TASK OBJECTIVE –
Each line of the data holding "Ekbatan" should be found and copied.
---
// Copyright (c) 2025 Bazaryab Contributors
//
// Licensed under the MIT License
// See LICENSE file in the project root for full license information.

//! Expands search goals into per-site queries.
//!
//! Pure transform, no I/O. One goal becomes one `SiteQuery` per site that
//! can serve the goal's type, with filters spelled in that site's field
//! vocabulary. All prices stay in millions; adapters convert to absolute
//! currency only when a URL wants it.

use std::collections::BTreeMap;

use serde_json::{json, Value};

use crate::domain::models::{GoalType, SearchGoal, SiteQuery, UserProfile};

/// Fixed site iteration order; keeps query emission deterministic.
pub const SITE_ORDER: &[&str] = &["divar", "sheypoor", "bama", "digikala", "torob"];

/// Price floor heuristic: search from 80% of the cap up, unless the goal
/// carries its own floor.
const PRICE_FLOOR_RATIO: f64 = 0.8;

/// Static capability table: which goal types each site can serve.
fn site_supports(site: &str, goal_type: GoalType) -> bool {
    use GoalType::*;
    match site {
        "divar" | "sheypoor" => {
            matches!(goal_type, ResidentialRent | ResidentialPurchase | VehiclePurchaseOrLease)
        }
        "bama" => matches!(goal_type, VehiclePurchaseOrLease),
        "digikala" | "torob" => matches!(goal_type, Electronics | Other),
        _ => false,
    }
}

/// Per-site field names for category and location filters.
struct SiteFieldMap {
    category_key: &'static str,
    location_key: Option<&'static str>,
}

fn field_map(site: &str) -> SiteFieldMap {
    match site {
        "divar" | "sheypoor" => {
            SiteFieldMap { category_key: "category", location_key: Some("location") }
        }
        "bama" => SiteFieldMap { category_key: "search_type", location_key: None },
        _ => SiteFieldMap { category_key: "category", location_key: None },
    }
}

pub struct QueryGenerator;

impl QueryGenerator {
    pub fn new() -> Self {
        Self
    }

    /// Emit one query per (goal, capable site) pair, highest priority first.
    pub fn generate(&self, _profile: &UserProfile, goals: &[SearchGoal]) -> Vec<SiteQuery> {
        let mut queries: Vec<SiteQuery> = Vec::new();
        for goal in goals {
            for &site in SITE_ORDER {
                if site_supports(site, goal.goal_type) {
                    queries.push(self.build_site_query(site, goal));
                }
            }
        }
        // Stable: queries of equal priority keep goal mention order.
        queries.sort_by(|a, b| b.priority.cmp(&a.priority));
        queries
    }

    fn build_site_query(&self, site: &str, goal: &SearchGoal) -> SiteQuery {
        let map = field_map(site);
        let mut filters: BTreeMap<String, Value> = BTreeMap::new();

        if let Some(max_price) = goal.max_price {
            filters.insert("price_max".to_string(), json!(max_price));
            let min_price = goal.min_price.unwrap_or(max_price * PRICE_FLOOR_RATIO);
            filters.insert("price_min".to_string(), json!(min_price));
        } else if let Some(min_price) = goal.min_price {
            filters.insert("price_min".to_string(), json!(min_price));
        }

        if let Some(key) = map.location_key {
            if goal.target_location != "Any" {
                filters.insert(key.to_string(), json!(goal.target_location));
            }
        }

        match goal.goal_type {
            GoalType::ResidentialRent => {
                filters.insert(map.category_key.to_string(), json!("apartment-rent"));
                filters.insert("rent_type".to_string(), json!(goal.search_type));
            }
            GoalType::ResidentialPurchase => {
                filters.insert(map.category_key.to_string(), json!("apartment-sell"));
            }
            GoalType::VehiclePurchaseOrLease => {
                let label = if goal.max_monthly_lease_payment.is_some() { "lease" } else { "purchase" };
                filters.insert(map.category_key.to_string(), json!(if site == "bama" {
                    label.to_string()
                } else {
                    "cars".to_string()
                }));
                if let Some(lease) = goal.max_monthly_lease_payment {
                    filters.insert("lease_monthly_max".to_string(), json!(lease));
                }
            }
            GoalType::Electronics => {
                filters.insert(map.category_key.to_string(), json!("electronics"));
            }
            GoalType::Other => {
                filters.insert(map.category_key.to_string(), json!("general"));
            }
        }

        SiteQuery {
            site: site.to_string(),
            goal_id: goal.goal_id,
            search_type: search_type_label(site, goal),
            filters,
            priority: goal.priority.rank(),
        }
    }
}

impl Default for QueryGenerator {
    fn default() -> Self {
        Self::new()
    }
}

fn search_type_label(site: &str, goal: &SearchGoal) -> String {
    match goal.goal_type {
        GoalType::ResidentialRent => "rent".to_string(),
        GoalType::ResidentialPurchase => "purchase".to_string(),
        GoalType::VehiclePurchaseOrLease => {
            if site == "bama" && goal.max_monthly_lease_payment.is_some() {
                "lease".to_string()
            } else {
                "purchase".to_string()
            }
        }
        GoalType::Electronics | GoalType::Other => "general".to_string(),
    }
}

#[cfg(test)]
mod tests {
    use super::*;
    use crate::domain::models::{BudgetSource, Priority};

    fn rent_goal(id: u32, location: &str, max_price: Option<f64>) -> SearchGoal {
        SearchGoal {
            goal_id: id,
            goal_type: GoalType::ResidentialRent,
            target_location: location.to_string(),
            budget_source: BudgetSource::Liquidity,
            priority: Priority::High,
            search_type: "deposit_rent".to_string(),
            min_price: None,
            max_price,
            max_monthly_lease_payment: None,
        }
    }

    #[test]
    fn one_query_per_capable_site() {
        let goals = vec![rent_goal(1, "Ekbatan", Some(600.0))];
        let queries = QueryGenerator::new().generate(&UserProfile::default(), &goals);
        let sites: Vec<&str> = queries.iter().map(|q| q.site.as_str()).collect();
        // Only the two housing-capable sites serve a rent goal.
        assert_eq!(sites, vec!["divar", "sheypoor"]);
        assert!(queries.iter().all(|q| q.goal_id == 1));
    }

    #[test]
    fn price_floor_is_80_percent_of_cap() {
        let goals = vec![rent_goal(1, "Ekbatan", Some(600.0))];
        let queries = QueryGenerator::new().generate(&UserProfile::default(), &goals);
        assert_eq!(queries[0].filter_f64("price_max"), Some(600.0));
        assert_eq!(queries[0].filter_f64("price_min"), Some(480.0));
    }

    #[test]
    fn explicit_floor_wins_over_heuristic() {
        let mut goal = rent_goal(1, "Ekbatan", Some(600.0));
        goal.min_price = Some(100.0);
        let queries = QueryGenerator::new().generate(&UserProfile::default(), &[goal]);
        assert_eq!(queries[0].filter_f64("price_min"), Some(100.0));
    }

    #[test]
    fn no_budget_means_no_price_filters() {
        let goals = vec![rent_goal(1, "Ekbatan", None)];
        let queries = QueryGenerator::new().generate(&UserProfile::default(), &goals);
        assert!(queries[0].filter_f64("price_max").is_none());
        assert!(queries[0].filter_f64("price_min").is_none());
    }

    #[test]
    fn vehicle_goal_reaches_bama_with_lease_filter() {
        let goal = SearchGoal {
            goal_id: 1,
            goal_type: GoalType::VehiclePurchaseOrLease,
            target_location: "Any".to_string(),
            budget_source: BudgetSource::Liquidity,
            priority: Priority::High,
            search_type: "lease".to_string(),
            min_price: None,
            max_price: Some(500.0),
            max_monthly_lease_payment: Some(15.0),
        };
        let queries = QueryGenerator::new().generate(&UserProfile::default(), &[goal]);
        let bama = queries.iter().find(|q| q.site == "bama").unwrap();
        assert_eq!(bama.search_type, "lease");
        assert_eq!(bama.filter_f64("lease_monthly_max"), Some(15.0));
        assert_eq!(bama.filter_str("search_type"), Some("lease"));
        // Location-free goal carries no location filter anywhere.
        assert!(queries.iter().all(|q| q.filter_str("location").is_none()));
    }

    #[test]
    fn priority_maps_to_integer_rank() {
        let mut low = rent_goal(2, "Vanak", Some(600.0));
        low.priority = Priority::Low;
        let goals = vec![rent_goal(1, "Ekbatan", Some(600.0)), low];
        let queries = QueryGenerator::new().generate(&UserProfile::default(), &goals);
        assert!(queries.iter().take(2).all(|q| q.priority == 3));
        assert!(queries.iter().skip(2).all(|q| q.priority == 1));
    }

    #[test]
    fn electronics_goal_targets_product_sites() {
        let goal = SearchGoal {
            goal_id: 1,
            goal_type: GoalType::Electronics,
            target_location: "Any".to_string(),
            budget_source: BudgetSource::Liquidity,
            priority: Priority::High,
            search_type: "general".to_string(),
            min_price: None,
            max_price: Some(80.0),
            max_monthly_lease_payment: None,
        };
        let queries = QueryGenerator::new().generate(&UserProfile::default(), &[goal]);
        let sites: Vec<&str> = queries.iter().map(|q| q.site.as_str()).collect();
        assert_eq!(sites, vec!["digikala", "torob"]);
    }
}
---
ANSWER AREA –
        let goals = vec![rent_goal(1, "Ekbatan", Some(600.0))];
        let goals = vec![rent_goal(1, "Ekbatan", Some(600.0))];
        let mut goal = rent_goal(1, "Ekbatan", Some(600.0));
        let goals = vec![rent_goal(1, "Ekbatan", None)];
        let goals = vec![rent_goal(1, "Ekbatan", Some(600.0)), low];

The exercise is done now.